The following year, tragedy struck the band anew when their fourth keyboardist, Brent Mydland, died from an overdose after injecting both cocaine and heroin into his system. Garcia, who himself had lapsed back into drug use in 1989, took the loss particularly hard. In 1991, the band again staged an intervention, but an angry Garcia stormed out of the meeting. He later agreed to attend a methadone clinic to overcome his addiction. The following year, Garcia suffered from extreme exhaustion and forced the Grateful Dead to cancel their fall tour. After hearing from a doctor that he would likely die in the next few years if he failed to shape up, Garcia dropped weight and began scuba diving to get in shape. He also resumed touring with renewed vigor, while also allowing Stonehenge, Ltd to use his airbrush art work to create a line of neckties that became hot sellers in numerous department stores. But as quickly as he recovered from his ailment in 1992, Garcia once again began to regress. Meanwhile, in 1994, he resumed relations with Deborah Koons and the pair married early that year. In the next year and a half, Garcia's health went into steep decline, leading to serious physical and mental deterioration that prompted him to turn down the volume of his own guitar because of how poorly he played.
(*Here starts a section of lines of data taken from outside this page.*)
use reqwest::Client;
use tokio::sync::Mutex;
use url::Url;

use crate::constants::{
    BEARER_TOKEN, GUEST_ACTIVATE_TIMEOUT_SECS, GUEST_ACTIVATE_URL, GUEST_TOKEN_TTL_SECS,
};
use crate::error::{GatewayError, GatewayResult};
use crate::upstream::cookies::CookieJar;

#[derive(Debug, Clone)]
pub struct GuestToken {
    pub value: String,
    pub acquired_at: i64,
}

impl GuestToken {
    pub fn is_expired(&self, now_secs: i64) -> bool {
        now_secs - self.acquired_at > GUEST_TOKEN_TTL_SECS
    }
}

/// Anonymous credential used for the login flow and unauthenticated reads.
/// Refreshed lazily: the cached token is reused until it is older than the
/// upstream's 3 hour window, then replaced on next use.
pub struct GuestAuth {
    activate_url: String,
    token: Mutex<Option<GuestToken>>,
}

impl Default for GuestAuth {
    fn default() -> Self {
        Self::new()
    }
}

impl GuestAuth {
    pub fn new() -> Self {
        Self {
            activate_url: GUEST_ACTIVATE_URL.to_string(),
            token: Mutex::new(None),
        }
    }

    pub fn with_activate_url(url: impl Into<String>) -> Self {
        Self {
            activate_url: url.into(),
            token: Mutex::new(None),
        }
    }

    /// Returns a live guest token value, activating a new one if the cached
    /// token is absent or expired.
    pub async fn ensure_fresh(&self, client: &Client) -> GatewayResult<String> {
        let mut slot = self.token.lock().await;
        let now = chrono::Utc::now().timestamp();
        if let Some(token) = slot.as_ref() {
            if !token.is_expired(now) {
                return Ok(token.value.clone());
            }
            tracing::debug!("Guest token expired, reactivating");
        }
        let token = Self::activate(client, &self.activate_url).await?;
        let value = token.value.clone();
        *slot = Some(token);
        Ok(value)
    }

    /// Drops the cached token so the next use activates a fresh one. The
    /// login flow starts from a clean guest identity.
    pub async fn forget(&self) {
        *self.token.lock().await = None;
    }

    async fn activate(client: &Client, activate_url: &str) -> GatewayResult<GuestToken> {
        let response = client
            .post(activate_url)
            .header("authorization", format!("Bearer {BEARER_TOKEN}"))
            .timeout(std::time::Duration::from_secs(GUEST_ACTIVATE_TIMEOUT_SECS))
            .send()
            .await?;
        let status = response.status();
        if !status.is_success() {
            return Err(GatewayError::Upstream(format!(
                "guest activation returned {status}"
            )));
        }
        let body: serde_json::Value = response.json().await?;
        let value = body
            .get("guest_token")
            .and_then(|v| v.as_str())
            .ok_or_else(|| {
                GatewayError::Upstream("guest activation response missing guest_token".to_string())
            })?
            .to_string();
        tracing::debug!("Activated guest token");
        Ok(GuestToken {
            value,
            acquired_at: chrono::Utc::now().timestamp(),
        })
    }
}

/// Minimum header set for unauthenticated upstream calls: bearer, guest
/// token, cookies, and csrf when the jar already carries `ct0`.
pub fn install_guest_headers(
    mut req: reqwest::RequestBuilder,
    guest_token: &str,
    jar: &CookieJar,
    url: &Url,
) -> reqwest::RequestBuilder {
    req = req
        .header("authorization", format!("Bearer {BEARER_TOKEN}"))
        .header("x-guest-token", guest_token);
    if let Some(cookie_header) = jar.header_for(url) {
        req = req.header("cookie", cookie_header);
    }
    if let Some(csrf) = jar.get("ct0") {
        req = req.header("x-csrf-token", csrf);
    }
    req
}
Following a disastrous summer tour in 1995, Garcia recommitted himself to cleaning up his act once more. But his efforts proved to be too late. After a two week stay at the Betty Ford Clinic in July, Garcia checked into the Serenity Knolls Center for further treatment. On Aug. 9, 1995, just nine days after his 53rd birthday, Garcia died after suffering a heart attack in his sleep. When news broke, tens of thousands gathered in various parks across the country to spontaneously mourn his passing, realizing through their shock that an era had ended, while Deadheads from all walks of life - including celebrities, U.S. senators and even President Bill Clinton - voiced their grief. While the band carried the musical torch in one form or another, Garcia's last wife, Deborah Koons, waged war with his previous wife, Caroline Adams, in a legal battle over his estate that played out on Court TV. Regardless of the relative quiet passing, Garcia remained a cultural icon whose influence resonated profoundly in the music community, almost singlehandedly spawning the jam band scene while continuing to inspire new generations of fans.